• Task description: Pull every line of the entries that has the word "crate".

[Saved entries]
* * *
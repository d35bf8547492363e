use std::time::Duration;

#[derive(Debug, thiserror::Error)]
pub enum BootstrapError {
    #[error("invalid config: {0}")]
    InvalidConfig(String),

    #[error("dependency at {host}:{port} not reachable after {waited:?}")]
    WaitTimeout {
        host: String,
        port: u16,
        waited: Duration,
    },

    #[error("schema synchronization failed: {0}")]
    Migrate(String),

    #[error("asset publication failed: {0}")]
    Collect(String),

    #[error("account provisioning failed: {0}")]
    Provision(String),

    #[error("launch failed: {0}")]
    Launch(String),

    #[error(transparent)]
    Io(#[from] std::io::Error),

    #[error(transparent)]
    Yaml(#[from] serde_yaml::Error),
}

pub type Result<T> = std::result::Result<T, BootstrapError>;
pub mod error;
pub mod models;
pub mod services;

pub use error::{BootstrapError, Result};
use std::collections::HashMap;
use std::path::Path;
use std::str::FromStr;
use std::time::Duration;

use serde::Deserialize;

use crate::error::{BootstrapError, Result};
use crate::models::BootstrapConfig;

pub const CONFIG_FILENAME: &str = "runup.yaml";

/// Optional on-disk overrides; every field falls back to the built-in
/// defaults, and environment variables take precedence over all of it.
#[derive(Debug, Default, Deserialize)]
struct FileConfig {
    #[serde(default)]
    database: Option<FileEndpoint>,
    #[serde(default)]
    poll_interval_secs: Option<u64>,
    #[serde(default)]
    max_wait_secs: Option<u64>,
    #[serde(default)]
    debug: Option<String>,
    #[serde(default)]
    bind: Option<String>,
    #[serde(default)]
    workers: Option<u16>,
    #[serde(default)]
    manage_script: Option<String>,
    #[serde(default)]
    wsgi_app: Option<String>,
    #[serde(default)]
    superuser: Option<FileSuperuser>,
}

#[derive(Debug, Deserialize)]
struct FileEndpoint {
    #[serde(default)]
    host: Option<String>,
    #[serde(default)]
    port: Option<u16>,
}

#[derive(Debug, Deserialize)]
struct FileSuperuser {
    #[serde(default)]
    username: Option<String>,
    #[serde(default)]
    email: Option<String>,
    #[serde(default)]
    password: Option<String>,
    #[serde(default)]
    first_name: Option<String>,
    #[serde(default)]
    last_name: Option<String>,
}

/// Build the one configuration struct for this run: defaults, then the
/// optional `runup.yaml` in `dir`, then environment variables.
pub fn resolve(dir: &Path, env: &HashMap<String, String>) -> Result<BootstrapConfig> {
    let mut config = BootstrapConfig::default();

    let config_path = dir.join(CONFIG_FILENAME);
    if config_path.exists() {
        let contents = std::fs::read_to_string(&config_path)?;
        let file: FileConfig = serde_yaml::from_str(&contents)?;
        apply_file(&mut config, file);
    }

    apply_env(&mut config, env)?;
    validate(&config)?;
    Ok(config)
}

/// Resolve from the process environment and working directory.
pub fn from_env() -> Result<BootstrapConfig> {
    let vars: HashMap<String, String> = std::env::vars().collect();
    let cwd = std::env::current_dir()?;
    resolve(&cwd, &vars)
}

fn apply_file(config: &mut BootstrapConfig, file: FileConfig) {
    if let Some(endpoint) = file.database {
        if let Some(host) = endpoint.host {
            config.database.host = host;
        }
        if let Some(port) = endpoint.port {
            config.database.port = port;
        }
    }
    if let Some(secs) = file.poll_interval_secs {
        config.poll_interval = Duration::from_secs(secs);
    }
    if let Some(secs) = file.max_wait_secs {
        config.max_wait = Some(Duration::from_secs(secs));
    }
    if file.debug.is_some() {
        config.mode_flag = file.debug;
    }
    if let Some(bind) = file.bind {
        config.bind = bind;
    }
    if let Some(workers) = file.workers {
        config.workers = workers;
    }
    if let Some(script) = file.manage_script {
        config.manage_script = script;
    }
    if let Some(app) = file.wsgi_app {
        config.wsgi_app = app;
    }
    if let Some(superuser) = file.superuser {
        let admin = &mut config.admin;
        if let Some(username) = superuser.username {
            admin.username = username;
        }
        if let Some(email) = superuser.email {
            admin.email = email;
        }
        if let Some(password) = superuser.password {
            admin.password = password;
        }
        if let Some(first_name) = superuser.first_name {
            admin.first_name = first_name;
        }
        if let Some(last_name) = superuser.last_name {
            admin.last_name = last_name;
        }
    }
}

fn apply_env(config: &mut BootstrapConfig, env: &HashMap<String, String>) -> Result<()> {
    if let Some(host) = env.get("DATABASE_HOST") {
        config.database.host = host.clone();
    }
    if let Some(port) = parsed::<u16>(env, "DATABASE_PORT")? {
        config.database.port = port;
    }
    if let Some(flag) = env.get("DEBUG") {
        config.mode_flag = Some(flag.clone());
    }
    if let Some(secs) = parsed::<u64>(env, "RUNUP_POLL_INTERVAL_SECS")? {
        config.poll_interval = Duration::from_secs(secs);
    }
    if let Some(secs) = parsed::<u64>(env, "RUNUP_MAX_WAIT_SECS")? {
        config.max_wait = Some(Duration::from_secs(secs));
    }
    if let Some(bind) = env.get("RUNUP_BIND") {
        config.bind = bind.clone();
    }
    if let Some(workers) = parsed::<u16>(env, "RUNUP_WORKERS")? {
        config.workers = workers;
    }
    if let Some(script) = env.get("RUNUP_MANAGE_SCRIPT") {
        config.manage_script = script.clone();
    }
    if let Some(app) = env.get("RUNUP_WSGI_APP") {
        config.wsgi_app = app.clone();
    }
    if let Some(username) = env.get("SUPERUSER_USERNAME") {
        config.admin.username = username.clone();
    }
    if let Some(email) = env.get("SUPERUSER_EMAIL") {
        config.admin.email = email.clone();
    }
    if let Some(password) = env.get("SUPERUSER_PASSWORD") {
        config.admin.password = password.clone();
    }
    Ok(())
}

fn parsed<T: FromStr>(env: &HashMap<String, String>, key: &str) -> Result<Option<T>> {
    match env.get(key) {
        None => Ok(None),
        Some(raw) => raw.parse::<T>().map(Some).map_err(|_| {
            BootstrapError::InvalidConfig(format!("{key} has unparseable value {raw:?}"))
        }),
    }
}

fn validate(config: &BootstrapConfig) -> Result<()> {
    if config.database.host.is_empty() {
        return Err(BootstrapError::InvalidConfig(
            "database host must not be empty".into(),
        ));
    }
    if config.poll_interval.is_zero() {
        return Err(BootstrapError::InvalidConfig(
            "poll interval must be greater than zero".into(),
        ));
    }
    if config.workers == 0 {
        return Err(BootstrapError::InvalidConfig(
            "worker count must be greater than zero".into(),
        ));
    }
    Ok(())
}

#[cfg(test)]
mod tests {
    use super::*;
    use crate::models::RunMode;
    use std::fs;

    fn no_env() -> HashMap<String, String> {
        HashMap::new()
    }

    #[test]
    fn defaults_without_file_or_env() {
        let dir = tempfile::tempdir().unwrap();
        let config = resolve(dir.path(), &no_env()).unwrap();
        assert_eq!(config.database.host, "localhost");
        assert_eq!(config.database.port, 5432);
        assert_eq!(config.workers, 3);
        assert!(config.max_wait.is_none());
        assert_eq!(config.run_mode(), RunMode::Production);
    }

    #[test]
    fn file_overrides_defaults() {
        let dir = tempfile::tempdir().unwrap();
        let yaml = r#"
database:
  host: db
  port: 15432
poll_interval_secs: 2
debug: "True"
workers: 5
superuser:
  username: root
  password: hunter2
"#;
        fs::write(dir.path().join(CONFIG_FILENAME), yaml).unwrap();
        let config = resolve(dir.path(), &no_env()).unwrap();
        assert_eq!(config.database.host, "db");
        assert_eq!(config.database.port, 15432);
        assert_eq!(config.poll_interval, Duration::from_secs(2));
        assert_eq!(config.workers, 5);
        assert_eq!(config.run_mode(), RunMode::Development);
        assert_eq!(config.admin.username, "root");
        assert_eq!(config.admin.password, "hunter2");
        // Untouched fields keep their defaults.
        assert_eq!(config.admin.email, "admin@example.com");
    }

    #[test]
    fn env_overrides_file() {
        let dir = tempfile::tempdir().unwrap();
        fs::write(
            dir.path().join(CONFIG_FILENAME),
            "database:\n  host: db\ndebug: \"True\"\n",
        )
        .unwrap();
        let env: HashMap<String, String> = [
            ("DATABASE_HOST".to_string(), "postgres".to_string()),
            ("DATABASE_PORT".to_string(), "6543".to_string()),
            ("DEBUG".to_string(), "False".to_string()),
            ("SUPERUSER_EMAIL".to_string(), "ops@example.org".to_string()),
        ]
        .into();
        let config = resolve(dir.path(), &env).unwrap();
        assert_eq!(config.database.host, "postgres");
        assert_eq!(config.database.port, 6543);
        assert_eq!(config.run_mode(), RunMode::Production);
        assert_eq!(config.admin.email, "ops@example.org");
    }

    #[test]
    fn unparseable_port_is_rejected() {
        let dir = tempfile::tempdir().unwrap();
        let env: HashMap<String, String> =
            [("DATABASE_PORT".to_string(), "psql".to_string())].into();
        assert!(matches!(
            resolve(dir.path(), &env),
            Err(BootstrapError::InvalidConfig(_))
        ));
    }

    #[test]
    fn zero_poll_interval_is_rejected() {
        let dir = tempfile::tempdir().unwrap();
        let env: HashMap<String, String> =
            [("RUNUP_POLL_INTERVAL_SECS".to_string(), "0".to_string())].into();
        assert!(matches!(
            resolve(dir.path(), &env),
            Err(BootstrapError::InvalidConfig(_))
        ));
    }

    #[test]
    fn max_wait_env_enables_bounded_probing() {
        let dir = tempfile::tempdir().unwrap();
        let env: HashMap<String, String> =
            [("RUNUP_MAX_WAIT_SECS".to_string(), "30".to_string())].into();
        let config = resolve(dir.path(), &env).unwrap();
        assert_eq!(config.max_wait, Some(Duration::from_secs(30)));
    }
}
* * *
• Output of the task:
use crate::error::{BootstrapError, Result};
use crate::models::BootstrapConfig;
    use crate::models::RunMode;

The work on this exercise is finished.